Muchas acusaciones de prácticas abusivas de entrenamiento en gimnasia provienen anteriormente de atletas de alto perfil, un hecho que a veces ayudó a perpetuar la idea errónea de que el entrenamiento abusivo se estaba produciendo solo en los niveles más altos del deporte. En los Estados Unidos especialmente, las gimnastas que compartían sus historias en Twitter e Instagram eran gimnastas universitarias o de clubes, no profesionales. La sobreviviente de Nassar, Rachael Denhollander, tuiteó, en respuesta a una historia que una ex gimnasta, Cassidy Hyman, publicó sobre sentirse presionada para competir en un campeonato estatal de Nivel 5 con dos fracturas por estrés: “Ni siquiera puedo expresar mi enojo por esto. Lesiones de espalda permanentes y evitables incurridas como NIVEL CINCO “. En el nivel 5, las gimnastas aún no están haciendo movimientos de liberación en las barras. Se paran en la barra baja y se estiran para agarrar la alta, como si estuvieran en un gimnasio de jungla. Después de entrenar hasta 40 horas a la semana y dos años de educación en el hogar, Hyman finalmente abandonó el deporte a los 14 años con bloqueos mentales tan severos que no podía dar un paso hacia atrás en la barra de equilibrio, una habilidad que había estado haciendo durante años. .

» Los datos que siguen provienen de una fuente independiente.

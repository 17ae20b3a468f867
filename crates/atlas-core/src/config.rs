//! Project configuration
//!
//! Loads an optional `atlas.toml` from the indexed root.

use std::collections::BTreeMap;
use std::path::Path;

use serde::{Deserialize, Serialize};

use crate::error::AtlasError;
use crate::model::Language;

/// Config file looked up at the indexed root.
pub const CONFIG_FILE: &str = "atlas.toml";

/// Default size limit for indexed files: 1 MiB.
pub const DEFAULT_MAX_FILE_SIZE: u64 = 1024 * 1024;

/// Top-level Atlas configuration.
#[derive(Debug, Clone, Default, PartialEq, Serialize, Deserialize)]
#[serde(default)]
pub struct AtlasConfig {
    pub index: IndexConfig,
    pub resolver: ResolverConfig,
    /// Extra builtin names per language, keyed by language name.
    pub builtins: BTreeMap<String, BuiltinOverrides>,
}

impl AtlasConfig {
    /// Load configuration from the given path.
    pub fn load(path: &Path) -> Result<Self, AtlasError> {
        let content = std::fs::read_to_string(path)?;
        Self::from_toml(&content)
    }

    pub fn from_toml(content: &str) -> Result<Self, AtlasError> {
        let config: AtlasConfig =
            toml::from_str(content).map_err(|e| AtlasError::Config(e.to_string()))?;
        config.validate()?;
        Ok(config)
    }

    /// Load `atlas.toml` from `root`, or return defaults if it doesn't exist.
    /// A file that exists but does not parse is an error.
    pub fn load_or_default(root: &Path) -> Result<Self, AtlasError> {
        let path = root.join(CONFIG_FILE);
        if path.is_file() {
            tracing::debug!("Loading config from {}", path.display());
            Self::load(&path)
        } else {
            Ok(Self::default())
        }
    }

    /// Languages selected by `[index] languages`; empty means all.
    pub fn enabled_languages(&self) -> Vec<Language> {
        self.index
            .languages
            .iter()
            .filter_map(|name| Language::from_name(name))
            .collect()
    }

    fn validate(&self) -> Result<(), AtlasError> {
        for name in self.index.languages.iter().chain(self.builtins.keys()) {
            if Language::from_name(name).is_none() {
                return Err(AtlasError::Config(format!("unknown language {name:?}")));
            }
        }
        if self.index.max_file_size == 0 {
            return Err(AtlasError::Config("index.max_file_size must be positive".to_string()));
        }
        Ok(())
    }
}

/// File discovery settings.
#[derive(Debug, Clone, PartialEq, Serialize, Deserialize)]
#[serde(default)]
pub struct IndexConfig {
    /// Glob patterns excluded from indexing, relative to the root.
    pub exclude: Vec<String>,
    /// Files larger than this many bytes are skipped.
    pub max_file_size: u64,
    /// Language names to index; empty indexes every supported language.
    pub languages: Vec<String>,
    /// Honour `.gitignore` and friends during discovery.
    pub respect_gitignore: bool,
}

impl Default for IndexConfig {
    fn default() -> Self {
        Self {
            exclude: Vec::new(),
            max_file_size: DEFAULT_MAX_FILE_SIZE,
            languages: Vec::new(),
            respect_gitignore: true,
        }
    }
}

/// Dependency resolution settings.
#[derive(Debug, Clone, Default, PartialEq, Serialize, Deserialize)]
#[serde(default)]
pub struct ResolverConfig {
    /// Emit `instantiates` rather than `calls` for constructor expressions.
    pub instantiates: bool,
}

/// Names added to a language's shipped builtin table.
#[derive(Debug, Clone, Default, PartialEq, Serialize, Deserialize)]
#[serde(default)]
pub struct BuiltinOverrides {
    pub functions: Vec<String>,
    pub types: Vec<String>,
    pub modules: Vec<String>,
}
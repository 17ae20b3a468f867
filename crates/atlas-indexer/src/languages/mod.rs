//! Language front-ends and the registry that selects them

pub mod c;
pub mod go;
pub mod java;
pub mod python;
pub mod rust;
pub mod typescript;

use std::collections::HashMap;
use std::path::Path;

use atlas_core::{AtlasConfig, AtlasError, Entity, EntityKind, Language, compute_hashes};

use crate::builtins::BuiltinTable;
use crate::extractor::{EntityWithNode, LanguageFrontend};
use crate::syntax::SyntaxNode;

const DEFAULT_SEPARATORS: &[&str] = &["."];

/// Front-ends by file extension, plus each language's builtin table.
pub struct LanguageRegistry {
    frontends: Vec<Box<dyn LanguageFrontend>>,
    builtins: HashMap<Language, BuiltinTable>,
}

impl LanguageRegistry {
    /// Every shipped front-end with the shipped builtin tables.
    pub fn new() -> Self {
        Self::with_config(&AtlasConfig::default())
    }

    /// Front-ends selected by `[index] languages`, builtin tables extended
    /// by `[builtins.<language>]`.
    pub fn with_config(config: &AtlasConfig) -> Self {
        let enabled = config.enabled_languages();
        let all: Vec<Box<dyn LanguageFrontend>> = vec![
            Box::new(go::GoFrontend),
            Box::new(python::PythonFrontend),
            Box::new(typescript::TypeScriptFrontend::typescript()),
            Box::new(typescript::TypeScriptFrontend::tsx()),
            Box::new(typescript::TypeScriptFrontend::javascript()),
            Box::new(rust::RustFrontend),
            Box::new(java::JavaFrontend),
            Box::new(c::CFrontend),
        ];
        let frontends: Vec<_> = all
            .into_iter()
            .filter(|f| enabled.is_empty() || enabled.contains(&f.language()))
            .collect();

        let mut builtins = HashMap::new();
        for frontend in &frontends {
            let language = frontend.language();
            builtins.entry(language).or_insert_with(|| {
                let mut table = BuiltinTable::shipped(language);
                for (name, overrides) in &config.builtins {
                    if Language::from_name(name) == Some(language) {
                        table.extend(overrides);
                    }
                }
                table
            });
        }

        tracing::debug!(
            "Registered front-ends: {}",
            frontends.iter().map(|f| f.name()).collect::<Vec<_>>().join(", ")
        );

        LanguageRegistry { frontends, builtins }
    }

    /// Front-end for a file, by extension.
    pub fn for_path(&self, path: &Path) -> Option<&dyn LanguageFrontend> {
        let ext = path.extension()?.to_str()?;
        self.frontends
            .iter()
            .find(|f| f.file_extensions().contains(&ext))
            .map(|f| f.as_ref())
    }

    /// First front-end registered for `language`. Dialects of one language
    /// share their reference rules.
    pub fn get(&self, language: Language) -> Option<&dyn LanguageFrontend> {
        self.frontends
            .iter()
            .find(|f| f.language() == language)
            .map(|f| f.as_ref())
    }

    /// Like [`get`](Self::get), but a missing front-end is a contract violation.
    pub fn rules(&self, language: Language) -> Result<&dyn LanguageFrontend, AtlasError> {
        self.get(language).ok_or_else(|| {
            AtlasError::Contract(format!("no front-end registered for language {language}"))
        })
    }

    pub fn is_builtin(&self, language: Language, name: &str) -> bool {
        let separators = self
            .get(language)
            .map(|f| f.separators())
            .unwrap_or(DEFAULT_SEPARATORS);
        self.builtins
            .get(&language)
            .is_some_and(|t| t.is_builtin(name, separators))
    }

    pub fn frontends(&self) -> impl Iterator<Item = &dyn LanguageFrontend> {
        self.frontends.iter().map(|f| f.as_ref())
    }

    pub fn supports(&self, path: &Path) -> bool {
        self.for_path(path).is_some()
    }
}

impl Default for LanguageRegistry {
    fn default() -> Self {
        Self::new()
    }
}

// ── Shared extraction helpers ─────────────────────────────────

/// Accumulates the entities of one file.
pub(crate) struct Collector<'t> {
    file: String,
    language: Language,
    items: Vec<EntityWithNode<'t>>,
}

impl<'t> Collector<'t> {
    pub(crate) fn new(file: &str, language: Language) -> Self {
        Collector {
            file: file.to_string(),
            language,
            items: Vec::new(),
        }
    }

    /// A fresh entity spanning `node`.
    pub(crate) fn entity(&self, kind: EntityKind, name: &str, node: SyntaxNode<'_>) -> Entity {
        Entity::new(
            kind,
            name.trim(),
            self.file.as_str(),
            node.start_line(),
            node.end_line(),
            self.language,
        )
    }

    /// Hash and keep `entity`; nameless entities are dropped.
    pub(crate) fn push(&mut self, mut entity: Entity, node: SyntaxNode<'t>) {
        if entity.name.is_empty() {
            return;
        }
        compute_hashes(&mut entity);
        self.items.push(EntityWithNode { entity, node });
    }

    pub(crate) fn finish(self) -> Vec<EntityWithNode<'t>> {
        self.items
    }
}

/// Trimmed text of an optional node; empty when absent.
pub(crate) fn text_of(node: Option<SyntaxNode<'_>>) -> String {
    node.map(|n| squash(n.text())).unwrap_or_default()
}

/// Collapse whitespace runs to single spaces.
pub(crate) fn squash(text: &str) -> String {
    text.split_whitespace().collect::<Vec<_>>().join(" ")
}

/// Strip one layer of matching quotes.
pub(crate) fn unquote(text: &str) -> String {
    let t = text.trim();
    for q in ['"', '\'', '`'] {
        if t.len() >= 2 && t.starts_with(q) && t.ends_with(q) {
            return t[1..t.len() - 1].to_string();
        }
    }
    t.to_string()
}

/// `Foo<T>` / `Foo[T]` -> `Foo`.
pub(crate) fn strip_generics(name: &str) -> &str {
    let end = name.find(['<', '[']).unwrap_or(name.len());
    name[..end].trim()
}

/// Dotted name of a member-access chain rooted at an identifier.
///
/// `member` is the chain node kind, `object`/`property` its field names and
/// `roots` the node kinds accepted at the base. Anything else (calls,
/// subscripts, literals) yields `None`.
pub(crate) fn member_chain(
    node: SyntaxNode<'_>,
    member: &[&str],
    object: &str,
    property: &str,
    roots: &[&str],
) -> Option<String> {
    let kind = node.kind();
    if roots.contains(&kind) {
        let text = node.text().trim();
        return (!text.is_empty()).then(|| text.to_string());
    }
    if member.contains(&kind) {
        let base = member_chain(node.child_by_field_name(object)?, member, object, property, roots)?;
        let prop = node.child_by_field_name(property)?.text().trim();
        if prop.is_empty() {
            return None;
        }
        return Some(format!("{base}.{prop}"));
    }
    None
}

/// `true` when a node of one of `kinds` is a direct child.
pub(crate) fn has_child_kind(node: SyntaxNode<'_>, kinds: &[&str]) -> bool {
    node.children().any(|c| kinds.contains(&c.kind()))
}
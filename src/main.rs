//! Atlas CLI entry point

use clap::{Parser, Subcommand, ValueEnum};
use std::path::PathBuf;
use tracing_subscriber::{layer::SubscriberExt, util::SubscriberInitExt};

mod commands;

#[derive(Parser)]
#[command(name = "atlas")]
#[command(about = "Multi-language entity catalogue and dependency resolver", long_about = None)]
struct Cli {
    #[command(subcommand)]
    command: Commands,

    /// Enable verbose logging
    #[arg(short, long, global = true)]
    verbose: bool,

    /// Repository root path (defaults to current directory)
    #[arg(short, long, default_value = ".", global = true)]
    root: PathBuf,
}

#[derive(Subcommand)]
enum Commands {
    /// Index the repository and print entities and dependencies
    Index {
        /// Output format
        #[arg(short, long, value_enum, default_value_t = OutputFormat::Compact)]
        format: OutputFormat,

        /// Write to a file instead of stdout
        #[arg(short, long)]
        output: Option<PathBuf>,

        /// Config file (defaults to atlas.toml under the root)
        #[arg(short, long)]
        config: Option<PathBuf>,
    },
    /// Compare two JSON snapshots
    Diff {
        old: PathBuf,
        new: PathBuf,
    },
    /// List supported languages and extensions
    Languages,
    /// Show version
    Version,
}

#[derive(Debug, Clone, Copy, PartialEq, Eq, ValueEnum)]
pub enum OutputFormat {
    Compact,
    Json,
}

fn main() -> anyhow::Result<()> {
    let cli = Cli::parse();

    // Logs go to stderr so stdout carries only output.
    let log_level = if cli.verbose { "debug" } else { "info" };
    tracing_subscriber::registry()
        .with(tracing_subscriber::EnvFilter::new(format!("atlas={}", log_level)))
        .with(tracing_subscriber::fmt::layer().with_writer(std::io::stderr))
        .init();

    tracing::debug!("Atlas v{}", env!("CARGO_PKG_VERSION"));

    match cli.command {
        Commands::Index { format, output, config } => {
            commands::index(&cli.root, format, output.as_deref(), config.as_deref())
        }
        Commands::Diff { old, new } => commands::diff(&old, &new),
        Commands::Languages => commands::languages(),
        Commands::Version => {
            println!("Atlas v{}", env!("CARGO_PKG_VERSION"));
            Ok(())
        }
    }
}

Han pasado 26 años desde la publicación de “Niñas en cajas bonitas” de Joan Ryan, una investigación pionera sobre el daño causado por la gimnasia. Muchas de las prácticas que las gimnastas publicaron el verano pasado, especialmente la presión por estar delgadas, se hicieron eco de las que se cubrieron ampliamente en la década de 1990. Pero algunos de estos atletas estaban haciendo un punto más novedoso, que era que habían llegado a creer que el entrenamiento severo que experimentaron y los niveles de castigo de ejercicio no necesariamente los estaban ayudando a ganar. “No siempre tuve que hacer todos esos giros adicionales”, dijo un ex atleta, Ashton Kim, cuya publicación en Twitter afirmó que sus entrenadores en jefe la sobreentrenaron y la maltrataron emocional y físicamente. “Fue improductivo en cierto momento”. En su publicación, que incluía una carta a sus entrenadores en jefe en el gimnasio Texas Dreams, Kim agregó: “No se puede negar que estábamos sobreentrenados hasta el punto del agotamiento”. (Un representante de Texas Dreams se negó a comentar).

El año pasado, Maggie Haney, quien entrenó a la medallista de oro y plata de 2016 Laurie Hernández durante 11 años en MG Elite, recibió una suspensión de ocho años, la sentencia más severa por abuso no sexual que USA Gymnastics haya dictado. Después de que Haney apeló, la suspensión se redujo a cinco años, pero seguía siendo la sentencia más dura por abuso no sexual que USA Gymnastics había dictado. Fue especialmente notable porque el comportamiento de Haney, que se decía que incluía tirarse del cabello y decirle a sus gimnastas que se suicidaría si dejaban de trabajar con ella, ocupó un espacio que los órganos rectores de la gimnasia de EE. UU., Hasta entonces, en gran medida se negaron a calificar de abusivo. . (“Aunque las víctimas pueden compartir sus propias historias públicamente, USA Gymnastics no comparte información sobre informes o investigaciones”, escribió USAG en un comunicado a The Times. “Cada caso es único y es tratado por el departamento de Safe Sport de USA Gymnastics como tal. “Haney negó haber abusado verbal, emocional o físicamente de cualquier gimnasta:” Es asombroso que algunas niñas, familias y agentes continúen usando USAG / Safe Sport para obtener ganancias personales y / o financieras. Estas organizaciones se han establecido para proteger verdaderamente atletas abusados ​​”, escribió en su propia declaración a The Times. Agregó que” USAG me ha utilizado personalmente como chivo expiatorio para desviar la atención de sus propias fechorías colosales “. Haney está demandando a USAG por lo que ella afirma que fue una audiencia injusta).